*** Raw data ***

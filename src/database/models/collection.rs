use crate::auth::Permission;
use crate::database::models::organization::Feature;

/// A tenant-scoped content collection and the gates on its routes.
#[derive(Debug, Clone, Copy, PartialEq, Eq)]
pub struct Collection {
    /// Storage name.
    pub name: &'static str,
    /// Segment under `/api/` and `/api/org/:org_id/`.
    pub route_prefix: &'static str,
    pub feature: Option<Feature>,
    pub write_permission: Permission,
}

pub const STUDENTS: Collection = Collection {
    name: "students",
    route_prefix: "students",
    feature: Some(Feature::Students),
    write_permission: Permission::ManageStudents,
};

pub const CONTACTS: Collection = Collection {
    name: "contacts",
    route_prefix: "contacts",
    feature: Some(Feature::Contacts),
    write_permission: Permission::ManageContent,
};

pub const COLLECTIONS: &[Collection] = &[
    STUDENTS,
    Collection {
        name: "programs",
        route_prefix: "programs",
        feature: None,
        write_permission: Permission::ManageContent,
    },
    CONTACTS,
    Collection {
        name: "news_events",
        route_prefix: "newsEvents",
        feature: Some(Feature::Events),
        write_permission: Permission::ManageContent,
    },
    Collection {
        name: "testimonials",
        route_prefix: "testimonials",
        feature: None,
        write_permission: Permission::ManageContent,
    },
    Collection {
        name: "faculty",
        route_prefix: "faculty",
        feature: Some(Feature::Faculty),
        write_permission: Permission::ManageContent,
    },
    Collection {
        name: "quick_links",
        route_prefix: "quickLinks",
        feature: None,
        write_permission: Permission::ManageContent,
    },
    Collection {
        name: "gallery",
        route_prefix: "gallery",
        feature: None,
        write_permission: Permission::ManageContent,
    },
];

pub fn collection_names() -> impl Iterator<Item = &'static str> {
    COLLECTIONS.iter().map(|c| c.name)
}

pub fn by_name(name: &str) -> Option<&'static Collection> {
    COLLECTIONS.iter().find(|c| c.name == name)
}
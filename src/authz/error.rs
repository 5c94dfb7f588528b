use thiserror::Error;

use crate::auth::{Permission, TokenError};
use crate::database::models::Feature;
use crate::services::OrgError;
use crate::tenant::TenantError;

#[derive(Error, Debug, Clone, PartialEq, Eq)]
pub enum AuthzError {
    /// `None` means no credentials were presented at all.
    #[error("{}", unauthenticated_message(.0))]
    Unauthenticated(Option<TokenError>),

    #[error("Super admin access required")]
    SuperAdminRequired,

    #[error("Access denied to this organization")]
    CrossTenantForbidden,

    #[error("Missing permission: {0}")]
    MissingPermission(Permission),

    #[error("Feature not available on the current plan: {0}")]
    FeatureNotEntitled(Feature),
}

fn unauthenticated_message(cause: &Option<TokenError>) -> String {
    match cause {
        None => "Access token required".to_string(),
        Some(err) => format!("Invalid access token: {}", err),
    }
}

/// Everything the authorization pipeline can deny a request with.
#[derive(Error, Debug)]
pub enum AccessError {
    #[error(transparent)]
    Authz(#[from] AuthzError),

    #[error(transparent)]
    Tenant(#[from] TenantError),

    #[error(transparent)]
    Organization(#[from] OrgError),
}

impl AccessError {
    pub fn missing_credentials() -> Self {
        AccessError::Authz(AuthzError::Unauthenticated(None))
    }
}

*** End of Raw data ***
*** Raw data ***

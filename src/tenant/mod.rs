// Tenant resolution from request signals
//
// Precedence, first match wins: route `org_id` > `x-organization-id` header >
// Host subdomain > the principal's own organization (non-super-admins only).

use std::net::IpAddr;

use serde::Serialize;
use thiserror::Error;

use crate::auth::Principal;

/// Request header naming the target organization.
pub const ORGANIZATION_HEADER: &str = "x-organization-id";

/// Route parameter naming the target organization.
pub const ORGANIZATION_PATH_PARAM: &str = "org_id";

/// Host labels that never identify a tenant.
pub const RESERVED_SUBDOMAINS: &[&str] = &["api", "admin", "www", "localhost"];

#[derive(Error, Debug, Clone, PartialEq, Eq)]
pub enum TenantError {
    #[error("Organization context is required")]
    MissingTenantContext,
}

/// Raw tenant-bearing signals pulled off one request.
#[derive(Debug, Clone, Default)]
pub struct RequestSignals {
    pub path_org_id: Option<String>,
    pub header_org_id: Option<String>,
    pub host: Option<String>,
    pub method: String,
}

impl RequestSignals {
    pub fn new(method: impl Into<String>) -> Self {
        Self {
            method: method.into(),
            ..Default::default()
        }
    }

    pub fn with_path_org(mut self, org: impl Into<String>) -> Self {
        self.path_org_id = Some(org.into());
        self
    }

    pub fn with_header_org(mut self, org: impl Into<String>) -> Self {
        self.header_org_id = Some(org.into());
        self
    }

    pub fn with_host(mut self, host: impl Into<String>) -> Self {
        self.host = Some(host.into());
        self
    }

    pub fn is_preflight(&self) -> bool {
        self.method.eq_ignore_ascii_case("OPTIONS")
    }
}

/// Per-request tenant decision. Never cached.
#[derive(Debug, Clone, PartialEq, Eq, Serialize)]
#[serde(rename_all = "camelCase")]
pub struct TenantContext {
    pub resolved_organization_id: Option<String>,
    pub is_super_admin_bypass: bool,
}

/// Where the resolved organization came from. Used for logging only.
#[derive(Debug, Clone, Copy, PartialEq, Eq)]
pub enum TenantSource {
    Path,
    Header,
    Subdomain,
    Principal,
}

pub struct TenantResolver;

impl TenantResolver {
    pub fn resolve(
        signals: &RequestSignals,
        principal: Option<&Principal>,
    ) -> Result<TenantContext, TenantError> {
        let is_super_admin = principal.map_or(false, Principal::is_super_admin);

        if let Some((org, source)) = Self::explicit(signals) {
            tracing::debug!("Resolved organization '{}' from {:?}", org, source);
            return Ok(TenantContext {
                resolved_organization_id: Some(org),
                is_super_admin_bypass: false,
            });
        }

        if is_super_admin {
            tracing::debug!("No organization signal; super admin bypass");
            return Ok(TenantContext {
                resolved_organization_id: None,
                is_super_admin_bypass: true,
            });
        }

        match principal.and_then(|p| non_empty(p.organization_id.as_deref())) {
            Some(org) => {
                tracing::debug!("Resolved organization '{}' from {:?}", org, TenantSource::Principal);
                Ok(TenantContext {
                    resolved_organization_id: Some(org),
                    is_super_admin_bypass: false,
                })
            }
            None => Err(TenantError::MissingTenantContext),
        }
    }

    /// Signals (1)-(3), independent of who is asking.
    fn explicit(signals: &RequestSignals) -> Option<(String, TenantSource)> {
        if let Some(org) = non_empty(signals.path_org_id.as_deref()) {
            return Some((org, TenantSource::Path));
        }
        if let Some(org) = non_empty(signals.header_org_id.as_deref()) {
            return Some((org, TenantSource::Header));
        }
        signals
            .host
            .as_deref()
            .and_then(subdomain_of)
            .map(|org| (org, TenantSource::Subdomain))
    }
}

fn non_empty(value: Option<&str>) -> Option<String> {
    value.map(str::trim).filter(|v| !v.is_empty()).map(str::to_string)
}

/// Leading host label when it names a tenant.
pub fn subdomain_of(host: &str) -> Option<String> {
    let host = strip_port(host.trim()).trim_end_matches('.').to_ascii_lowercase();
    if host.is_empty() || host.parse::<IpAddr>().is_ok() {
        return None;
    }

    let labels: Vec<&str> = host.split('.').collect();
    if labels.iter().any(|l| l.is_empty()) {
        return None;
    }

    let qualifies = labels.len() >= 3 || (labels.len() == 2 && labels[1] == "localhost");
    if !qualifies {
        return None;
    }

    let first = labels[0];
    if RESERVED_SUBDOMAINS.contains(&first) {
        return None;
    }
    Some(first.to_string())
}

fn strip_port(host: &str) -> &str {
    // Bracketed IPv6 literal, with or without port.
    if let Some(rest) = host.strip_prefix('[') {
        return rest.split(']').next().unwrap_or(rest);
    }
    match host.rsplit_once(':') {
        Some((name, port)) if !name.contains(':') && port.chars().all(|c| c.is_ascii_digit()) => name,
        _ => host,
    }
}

*** End of Raw data ***

Your answer should be a single number: the count of lines in the entries that contain "naming".

2